--- Exercise description ---
This exercise calls for copying every line below that holds the word "store".
══════════
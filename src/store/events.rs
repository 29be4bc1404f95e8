//! Append-only persistence for sealed replication events.

use std::time::Duration;

use chrono::DateTime;
use rusqlite::params;

use crate::error::Result;
use crate::store::Database;
use crate::types::event::{FollowerOutcome, FollowerRecord, ReplicationEvent, ReplicationSummary};
use crate::types::order::OrderId;

/// The replication event log. Events are written once, at seal time, and
/// never mutated; analytics reads them out of band.
#[derive(Clone)]
pub struct EventLog {
    db: Database,
}

impl EventLog {
    /// Build a log over the shared database.
    pub fn new(db: Database) -> Self {
        Self { db }
    }

    /// Append a sealed event and its per-follower outcome rows.
    pub async fn append(&self, event: &ReplicationEvent) -> Result<()> {
        let mut conn = self.db.conn().lock().await;
        let tx = conn.transaction()?;
        tx.execute(
            "INSERT INTO replication_events (
                id, master_order_id, started_at, ended_at, total, dispatched,
                policy_skipped, unmapped, risk_denied, broker_errored,
                timed_out, p50_ms, p95_ms, p99_ms
             ) VALUES (?1, ?2, ?3, ?4, ?5, ?6, ?7, ?8, ?9, ?10, ?11, ?12, ?13, ?14)",
            params![
                event.id,
                event.master_order_id.as_str(),
                event.started_at.to_rfc3339(),
                event.ended_at.to_rfc3339(),
                event.summary.total,
                event.summary.dispatched,
                event.summary.policy_skipped,
                event.summary.unmapped,
                event.summary.risk_denied,
                event.summary.broker_errored,
                event.summary.timed_out,
                event.summary.p50_ms,
                event.summary.p95_ms,
                event.summary.p99_ms,
            ],
        )?;
        {
            let mut stmt = tx.prepare_cached(
                "INSERT INTO replication_outcomes
                    (event_id, follower_account, outcome, detail, latency_ms, message)
                 VALUES (?1, ?2, ?3, ?4, ?5, ?6)",
            )?;
            for record in &event.records {
                stmt.execute(params![
                    event.id,
                    record.follower_account,
                    record.outcome.kind_str(),
                    record.outcome.detail_str(),
                    record.latency.as_millis() as u64,
                    record.message,
                ])?;
            }
        }
        tx.commit()?;
        Ok(())
    }

    /// The most recent sealed events, newest first, outcomes included.
    pub async fn recent(&self, limit: u32) -> Result<Vec<ReplicationEvent>> {
        let conn = self.db.conn().lock().await;
        let mut stmt = conn.prepare_cached(
            "SELECT id, master_order_id, started_at, ended_at, total,
                    dispatched, policy_skipped, unmapped, risk_denied,
                    broker_errored, timed_out, p50_ms, p95_ms, p99_ms
             FROM replication_events ORDER BY started_at DESC LIMIT ?1",
        )?;
        let events = stmt
            .query_map([limit], |row| {
                let started_at: String = row.get(2)?;
                let ended_at: String = row.get(3)?;
                Ok(ReplicationEvent {
                    id: row.get(0)?,
                    master_order_id: OrderId::from(row.get::<_, String>(1)?),
                    started_at: parse_ts(2, &started_at)?,
                    ended_at: parse_ts(3, &ended_at)?,
                    summary: ReplicationSummary {
                        total: row.get(4)?,
                        dispatched: row.get(5)?,
                        policy_skipped: row.get(6)?,
                        unmapped: row.get(7)?,
                        risk_denied: row.get(8)?,
                        broker_errored: row.get(9)?,
                        timed_out: row.get(10)?,
                        p50_ms: row.get(11)?,
                        p95_ms: row.get(12)?,
                        p99_ms: row.get(13)?,
                    },
                    records: Vec::new(),
                })
            })?
            .collect::<rusqlite::Result<Vec<_>>>()?;

        let mut out = Vec::with_capacity(events.len());
        let mut stmt = conn.prepare_cached(
            "SELECT follower_account, outcome, detail, latency_ms, message
             FROM replication_outcomes WHERE event_id = ?1",
        )?;
        for mut event in events {
            let records = stmt
                .query_map([&event.id], |row| {
                    let outcome: String = row.get(1)?;
                    let detail: Option<String> = row.get(2)?;
                    let latency_ms: u64 = row.get(3)?;
                    Ok((outcome, detail, latency_ms, row.get::<_, String>(0)?, row.get::<_, Option<String>>(4)?))
                })?
                .collect::<rusqlite::Result<Vec<_>>>()?;
            for (outcome, detail, latency_ms, follower_account, message) in records {
                if let Some(outcome) =
                    FollowerOutcome::from_storage(&outcome, detail.as_deref())
                {
                    event.records.push(FollowerRecord {
                        follower_account,
                        outcome,
                        latency: Duration::from_millis(latency_ms),
                        message,
                    });
                }
            }
            out.push(event);
        }
        Ok(out)
    }
}

fn parse_ts(idx: usize, raw: &str) -> rusqlite::Result<chrono::DateTime<chrono::Utc>> {
    DateTime::parse_from_rfc3339(raw)
        .map(|dt| dt.with_timezone(&chrono::Utc))
        .map_err(|e| {
            rusqlite::Error::FromSqlConversionFailure(
                idx,
                rusqlite::types::Type::Text,
                format!("bad timestamp {raw:?}: {e}").into(),
            )
        })
}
══════════
--- Exercise output ---
filename src/store/events.rs
use crate::store::Database;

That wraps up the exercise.